▶ [Try it]
Copy every line of the following data that includes the string "crate".

▶ [Dataset entries]
--- START ---

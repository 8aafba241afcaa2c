use std::time::Duration;

use anyhow::Context;
use async_trait::async_trait;
use serde::Serialize;
use tracing::debug;

use crate::config::MailConfig;

const RESEND_API_URL: &str = "https://api.resend.com/emails";

/// The verification email as handed to a transport.
#[derive(Debug, Clone, PartialEq, Eq)]
pub struct VerificationEmail {
    pub to: String,
    pub display_name: String,
    pub code: String,
}

impl VerificationEmail {
    pub fn subject(&self) -> &'static str {
        "Your verification code"
    }

    pub fn text(&self) -> String {
        format!(
            "Hi {name},\n\n\
             Use the following code to complete your verification. \
             This code is valid for 10 minutes.\n\n\
             {code}\n\n\
             If you didn't request this code, you can safely ignore this email.\n",
            name = self.display_name,
            code = self.code,
        )
    }

    pub fn html(&self) -> String {
        format!(
            "<html><body style=\"font-family: Arial, sans-serif\">\
             <h2>OTP Verification</h2>\
             <p>Hi {name},</p>\
             <p>Use the following code to complete your verification. \
             This code is valid for 10 minutes.</p>\
             <p style=\"font-size: 28px; font-weight: bold; letter-spacing: 4px\">{code}</p>\
             <p style=\"color: #888\">If you didn't request this code, you can safely ignore this email.</p>\
             </body></html>",
            name = escape_html(&self.display_name),
            code = escape_html(&self.code),
        )
    }
}

fn escape_html(s: &str) -> String {
    s.replace('&', "&amp;")
        .replace('<', "&lt;")
        .replace('>', "&gt;")
        .replace('"', "&quot;")
}

#[async_trait]
pub trait Mailer: Send + Sync {
    async fn send_verification(&self, email: &VerificationEmail) -> anyhow::Result<()>;
}

#[derive(Debug, Serialize)]
struct ResendBody<'a> {
    from: &'a str,
    to: Vec<&'a str>,
    subject: &'a str,
    html: String,
    text: String,
}

/// Sends mail through the Resend HTTP API.
#[derive(Debug, Clone)]
pub struct ResendMailer {
    client: reqwest::Client,
    api_key: Option<String>,
    from: String,
    base_url: String,
}

impl ResendMailer {
    pub fn new(config: &MailConfig) -> anyhow::Result<Self> {
        let client = reqwest::Client::builder()
            .timeout(Duration::from_secs(15))
            .build()
            .context("build mail http client")?;
        Ok(Self {
            client,
            api_key: config.api_key.clone(),
            from: config.from.clone(),
            base_url: RESEND_API_URL.to_string(),
        })
    }

    #[cfg(test)]
    pub fn with_base_url(mut self, url: String) -> Self {
        self.base_url = url;
        self
    }
}

#[async_trait]
impl Mailer for ResendMailer {
    async fn send_verification(&self, email: &VerificationEmail) -> anyhow::Result<()> {
        let Some(api_key) = self.api_key.as_deref() else {
            anyhow::bail!("email delivery is not configured");
        };

        let body = ResendBody {
            from: &self.from,
            to: vec![email.to.as_str()],
            subject: email.subject(),
            html: email.html(),
            text: email.text(),
        };

        let resp = self
            .client
            .post(&self.base_url)
            .bearer_auth(api_key)
            .json(&body)
            .send()
            .await
            .context("resend request")?;

        let status = resp.status();
        if status.is_success() {
            debug!(%status, "verification email accepted");
            return Ok(());
        }
        let text = resp.text().await.unwrap_or_default();
        anyhow::bail!("resend send failed (status={status}): {text}")
    }
}

#[cfg(test)]
pub mod fake {
    use super::*;
    use tokio::sync::Mutex;

    /// Records every email; fails every send when `failing` is set.
    #[derive(Default)]
    pub struct RecordingMailer {
        pub sent: Mutex<Vec<VerificationEmail>>,
        pub failing: bool,
    }

    impl RecordingMailer {
        pub fn failing() -> Self {
            Self {
                failing: true,
                ..Self::default()
            }
        }

        pub async fn last(&self) -> Option<VerificationEmail> {
            self.sent.lock().await.last().cloned()
        }
    }

    #[async_trait]
    impl Mailer for RecordingMailer {
        async fn send_verification(&self, email: &VerificationEmail) -> anyhow::Result<()> {
            if self.failing {
                anyhow::bail!("smtp unavailable");
            }
            self.sent.lock().await.push(email.clone());
            Ok(())
        }
    }
}
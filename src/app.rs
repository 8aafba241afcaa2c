use std::net::SocketAddr;

use axum::{routing::get, Router};
use tower_http::{cors::CorsLayer, trace::TraceLayer};

use crate::state::AppState;
use crate::{ai, auth, messages};

pub fn build_app(state: AppState) -> Router {
    Router::new()
        .nest(
            "/api",
            Router::new()
                .merge(auth::router())
                .merge(messages::router())
                .merge(ai::handlers::ai_routes())
                .route("/health", get(|| async { "ok" })),
        )
        .with_state(state)
        .layer(CorsLayer::permissive())
        .layer(
            TraceLayer::new_for_http()
                .make_span_with(|req: &axum::http::Request<_>| {
                    let method = req.method().clone();
                    let uri = req.uri().clone();
                    tracing::info_span!("http_request", %method, uri = %uri)
                })
                .on_response(
                    |res: &axum::http::Response<_>,
                     _latency: std::time::Duration,
                     span: &tracing::Span| {
                        let status = res.status();
                        span.record("status", tracing::field::display(status));
                        if status.is_server_error() {
                            tracing::error!(%status, "response");
                        } else {
                            tracing::info!(%status, "response");
                        }
                    },
                ),
        )
}

pub async fn serve(app: Router) -> anyhow::Result<()> {
    let addr: SocketAddr = format!(
        "{}:{}",
        std::env::var("APP_HOST").unwrap_or_else(|_| "0.0.0.0".into()),
        std::env::var("APP_PORT").unwrap_or_else(|_| "8080".into())
    )
    .parse()?;

    tracing::info!("listening on {}", addr);
    let listener = tokio::net::TcpListener::bind(addr).await?;
    axum::serve(listener, app).await?;
    Ok(())
}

--- END ---

▶ [Response for this exercise]
use crate::config::MailConfig;
use crate::state::AppState;
use crate::{ai, auth, messages};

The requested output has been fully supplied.